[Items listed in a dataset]
########
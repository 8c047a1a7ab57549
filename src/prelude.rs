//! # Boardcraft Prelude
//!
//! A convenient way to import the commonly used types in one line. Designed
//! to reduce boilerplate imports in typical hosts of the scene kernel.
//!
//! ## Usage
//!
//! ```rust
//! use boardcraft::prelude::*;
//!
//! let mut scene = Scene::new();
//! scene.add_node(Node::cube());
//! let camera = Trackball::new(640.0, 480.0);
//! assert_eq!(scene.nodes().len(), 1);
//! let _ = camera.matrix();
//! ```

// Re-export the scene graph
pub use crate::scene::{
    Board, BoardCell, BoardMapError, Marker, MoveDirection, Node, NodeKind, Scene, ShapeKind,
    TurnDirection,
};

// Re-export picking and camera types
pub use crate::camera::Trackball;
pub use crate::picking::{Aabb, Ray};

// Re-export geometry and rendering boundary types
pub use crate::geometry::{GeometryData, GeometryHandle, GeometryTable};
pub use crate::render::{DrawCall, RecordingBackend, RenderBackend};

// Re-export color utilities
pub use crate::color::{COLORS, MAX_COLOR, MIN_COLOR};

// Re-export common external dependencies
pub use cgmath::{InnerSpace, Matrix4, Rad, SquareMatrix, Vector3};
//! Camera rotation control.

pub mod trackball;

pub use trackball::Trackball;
########
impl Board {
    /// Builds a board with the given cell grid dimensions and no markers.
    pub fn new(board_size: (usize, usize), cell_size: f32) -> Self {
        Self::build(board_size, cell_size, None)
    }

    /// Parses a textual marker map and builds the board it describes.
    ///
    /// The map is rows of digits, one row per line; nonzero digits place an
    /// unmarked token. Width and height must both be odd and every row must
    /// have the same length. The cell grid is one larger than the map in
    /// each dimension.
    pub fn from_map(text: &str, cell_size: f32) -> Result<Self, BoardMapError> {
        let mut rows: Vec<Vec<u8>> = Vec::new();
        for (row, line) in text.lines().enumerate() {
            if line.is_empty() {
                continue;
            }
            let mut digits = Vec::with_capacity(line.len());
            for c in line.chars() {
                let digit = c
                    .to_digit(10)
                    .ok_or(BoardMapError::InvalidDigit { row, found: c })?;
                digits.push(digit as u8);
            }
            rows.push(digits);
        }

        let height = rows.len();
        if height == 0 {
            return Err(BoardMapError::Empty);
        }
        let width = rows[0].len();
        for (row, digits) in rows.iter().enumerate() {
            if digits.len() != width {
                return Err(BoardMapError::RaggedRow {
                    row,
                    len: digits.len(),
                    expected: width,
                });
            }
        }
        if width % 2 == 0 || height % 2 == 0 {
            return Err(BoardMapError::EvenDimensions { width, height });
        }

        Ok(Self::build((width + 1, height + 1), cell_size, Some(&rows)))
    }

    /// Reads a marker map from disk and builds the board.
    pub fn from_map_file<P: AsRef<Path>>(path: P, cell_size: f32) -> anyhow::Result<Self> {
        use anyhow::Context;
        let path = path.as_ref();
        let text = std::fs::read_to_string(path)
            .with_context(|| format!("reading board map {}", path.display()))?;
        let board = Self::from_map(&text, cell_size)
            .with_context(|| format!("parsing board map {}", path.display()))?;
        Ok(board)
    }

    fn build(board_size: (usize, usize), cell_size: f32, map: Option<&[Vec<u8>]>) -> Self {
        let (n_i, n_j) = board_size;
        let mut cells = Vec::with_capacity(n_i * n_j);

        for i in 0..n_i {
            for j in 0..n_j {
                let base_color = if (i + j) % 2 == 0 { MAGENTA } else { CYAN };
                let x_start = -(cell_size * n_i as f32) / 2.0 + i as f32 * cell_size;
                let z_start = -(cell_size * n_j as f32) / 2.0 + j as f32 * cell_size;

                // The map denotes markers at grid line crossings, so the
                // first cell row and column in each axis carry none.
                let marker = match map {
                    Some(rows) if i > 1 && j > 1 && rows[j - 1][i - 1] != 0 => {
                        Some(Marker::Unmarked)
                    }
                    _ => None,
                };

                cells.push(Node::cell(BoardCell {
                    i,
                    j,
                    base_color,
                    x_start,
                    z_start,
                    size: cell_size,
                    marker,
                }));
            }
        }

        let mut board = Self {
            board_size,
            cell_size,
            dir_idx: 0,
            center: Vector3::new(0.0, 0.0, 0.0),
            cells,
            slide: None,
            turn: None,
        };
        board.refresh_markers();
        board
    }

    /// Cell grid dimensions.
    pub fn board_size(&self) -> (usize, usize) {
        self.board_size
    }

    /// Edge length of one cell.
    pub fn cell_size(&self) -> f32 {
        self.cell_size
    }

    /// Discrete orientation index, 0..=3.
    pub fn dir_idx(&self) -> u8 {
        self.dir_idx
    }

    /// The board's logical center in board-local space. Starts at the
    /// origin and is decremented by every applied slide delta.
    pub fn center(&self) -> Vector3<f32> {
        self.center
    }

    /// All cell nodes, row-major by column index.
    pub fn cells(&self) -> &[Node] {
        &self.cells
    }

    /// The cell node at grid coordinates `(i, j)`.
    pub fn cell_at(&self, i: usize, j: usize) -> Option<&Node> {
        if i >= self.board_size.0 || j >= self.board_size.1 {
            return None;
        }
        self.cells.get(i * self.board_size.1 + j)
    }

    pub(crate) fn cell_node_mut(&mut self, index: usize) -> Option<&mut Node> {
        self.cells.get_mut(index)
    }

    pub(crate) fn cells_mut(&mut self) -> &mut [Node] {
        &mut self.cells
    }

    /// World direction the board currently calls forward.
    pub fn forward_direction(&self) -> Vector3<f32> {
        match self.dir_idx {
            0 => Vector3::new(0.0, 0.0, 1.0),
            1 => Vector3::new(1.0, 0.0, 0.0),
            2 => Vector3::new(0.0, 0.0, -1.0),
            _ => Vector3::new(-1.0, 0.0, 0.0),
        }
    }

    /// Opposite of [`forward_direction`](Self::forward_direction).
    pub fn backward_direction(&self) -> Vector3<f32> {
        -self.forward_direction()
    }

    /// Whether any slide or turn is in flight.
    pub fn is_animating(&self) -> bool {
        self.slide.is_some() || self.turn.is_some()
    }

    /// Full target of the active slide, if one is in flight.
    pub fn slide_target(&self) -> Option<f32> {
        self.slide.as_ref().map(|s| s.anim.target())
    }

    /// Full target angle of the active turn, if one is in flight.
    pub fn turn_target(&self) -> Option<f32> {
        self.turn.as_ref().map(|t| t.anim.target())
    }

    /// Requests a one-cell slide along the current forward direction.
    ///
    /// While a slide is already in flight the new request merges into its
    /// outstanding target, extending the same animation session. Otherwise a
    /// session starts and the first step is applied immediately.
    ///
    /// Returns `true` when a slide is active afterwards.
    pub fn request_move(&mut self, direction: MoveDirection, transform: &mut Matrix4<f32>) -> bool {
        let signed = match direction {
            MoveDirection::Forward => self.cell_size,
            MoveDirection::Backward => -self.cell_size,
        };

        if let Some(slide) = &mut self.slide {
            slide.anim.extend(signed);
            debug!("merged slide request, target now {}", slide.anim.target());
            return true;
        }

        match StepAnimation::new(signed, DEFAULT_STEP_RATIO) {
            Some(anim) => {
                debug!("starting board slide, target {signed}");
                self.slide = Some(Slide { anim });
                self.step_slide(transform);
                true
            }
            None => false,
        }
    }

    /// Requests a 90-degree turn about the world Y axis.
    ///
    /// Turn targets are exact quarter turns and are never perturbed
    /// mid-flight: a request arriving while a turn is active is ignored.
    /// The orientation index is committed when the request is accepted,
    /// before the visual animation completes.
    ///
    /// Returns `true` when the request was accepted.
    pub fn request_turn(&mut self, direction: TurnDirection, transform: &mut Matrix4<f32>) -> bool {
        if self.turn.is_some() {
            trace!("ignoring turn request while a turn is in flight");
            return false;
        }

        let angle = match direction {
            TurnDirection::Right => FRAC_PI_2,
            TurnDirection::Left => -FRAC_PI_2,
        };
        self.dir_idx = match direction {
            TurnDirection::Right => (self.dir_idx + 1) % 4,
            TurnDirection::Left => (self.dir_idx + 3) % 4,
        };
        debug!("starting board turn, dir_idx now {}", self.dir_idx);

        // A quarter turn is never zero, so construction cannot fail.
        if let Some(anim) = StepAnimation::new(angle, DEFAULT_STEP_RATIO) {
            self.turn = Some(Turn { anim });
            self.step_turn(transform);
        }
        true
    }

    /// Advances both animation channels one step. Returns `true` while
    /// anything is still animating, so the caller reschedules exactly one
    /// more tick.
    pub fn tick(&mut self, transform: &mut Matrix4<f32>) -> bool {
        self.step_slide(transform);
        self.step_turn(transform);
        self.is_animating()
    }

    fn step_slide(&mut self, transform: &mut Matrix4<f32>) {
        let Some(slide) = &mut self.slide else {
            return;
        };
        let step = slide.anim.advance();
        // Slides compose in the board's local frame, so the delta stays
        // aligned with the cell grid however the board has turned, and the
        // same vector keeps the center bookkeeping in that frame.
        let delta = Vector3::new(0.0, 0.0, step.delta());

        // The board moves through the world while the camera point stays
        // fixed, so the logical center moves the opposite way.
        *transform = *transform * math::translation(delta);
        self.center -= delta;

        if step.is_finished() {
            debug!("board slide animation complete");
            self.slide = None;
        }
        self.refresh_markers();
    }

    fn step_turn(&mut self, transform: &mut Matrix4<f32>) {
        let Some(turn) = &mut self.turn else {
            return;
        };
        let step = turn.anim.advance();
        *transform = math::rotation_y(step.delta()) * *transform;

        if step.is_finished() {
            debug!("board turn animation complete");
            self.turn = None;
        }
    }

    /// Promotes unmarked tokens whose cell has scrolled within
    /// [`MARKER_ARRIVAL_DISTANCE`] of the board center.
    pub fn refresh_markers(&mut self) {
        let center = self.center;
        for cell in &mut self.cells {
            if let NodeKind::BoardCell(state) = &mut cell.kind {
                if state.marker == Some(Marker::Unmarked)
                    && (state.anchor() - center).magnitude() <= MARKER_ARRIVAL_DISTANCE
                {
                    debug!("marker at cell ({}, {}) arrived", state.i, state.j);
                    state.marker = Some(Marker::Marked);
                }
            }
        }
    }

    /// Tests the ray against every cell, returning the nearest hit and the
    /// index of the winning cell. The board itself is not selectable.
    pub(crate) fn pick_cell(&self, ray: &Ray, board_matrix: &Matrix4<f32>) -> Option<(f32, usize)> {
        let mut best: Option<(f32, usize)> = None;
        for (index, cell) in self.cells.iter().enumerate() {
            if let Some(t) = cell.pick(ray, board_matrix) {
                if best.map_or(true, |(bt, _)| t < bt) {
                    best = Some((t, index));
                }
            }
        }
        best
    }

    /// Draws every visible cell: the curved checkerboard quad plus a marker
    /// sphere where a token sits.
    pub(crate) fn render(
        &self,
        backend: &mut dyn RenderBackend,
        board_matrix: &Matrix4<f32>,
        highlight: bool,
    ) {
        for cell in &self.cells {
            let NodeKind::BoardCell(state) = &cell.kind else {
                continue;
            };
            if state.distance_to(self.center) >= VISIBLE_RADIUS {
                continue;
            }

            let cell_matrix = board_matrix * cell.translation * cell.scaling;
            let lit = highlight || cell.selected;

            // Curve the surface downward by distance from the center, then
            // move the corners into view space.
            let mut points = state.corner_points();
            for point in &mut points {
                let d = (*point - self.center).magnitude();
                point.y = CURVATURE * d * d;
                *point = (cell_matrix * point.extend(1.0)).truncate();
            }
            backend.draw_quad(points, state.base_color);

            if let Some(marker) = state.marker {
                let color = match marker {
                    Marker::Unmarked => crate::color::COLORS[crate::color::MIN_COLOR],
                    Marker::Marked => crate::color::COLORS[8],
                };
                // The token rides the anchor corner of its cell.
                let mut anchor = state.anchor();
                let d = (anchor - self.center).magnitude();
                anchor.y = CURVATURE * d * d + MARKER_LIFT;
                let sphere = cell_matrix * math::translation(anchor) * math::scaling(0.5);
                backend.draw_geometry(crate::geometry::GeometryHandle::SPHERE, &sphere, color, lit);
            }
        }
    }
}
########
How to complete this task: Go through the records above and copy every line holding the word "points".

Written solution:
            let mut points = state.corner_points();
            for point in &mut points {
            backend.draw_quad(points, state.base_color);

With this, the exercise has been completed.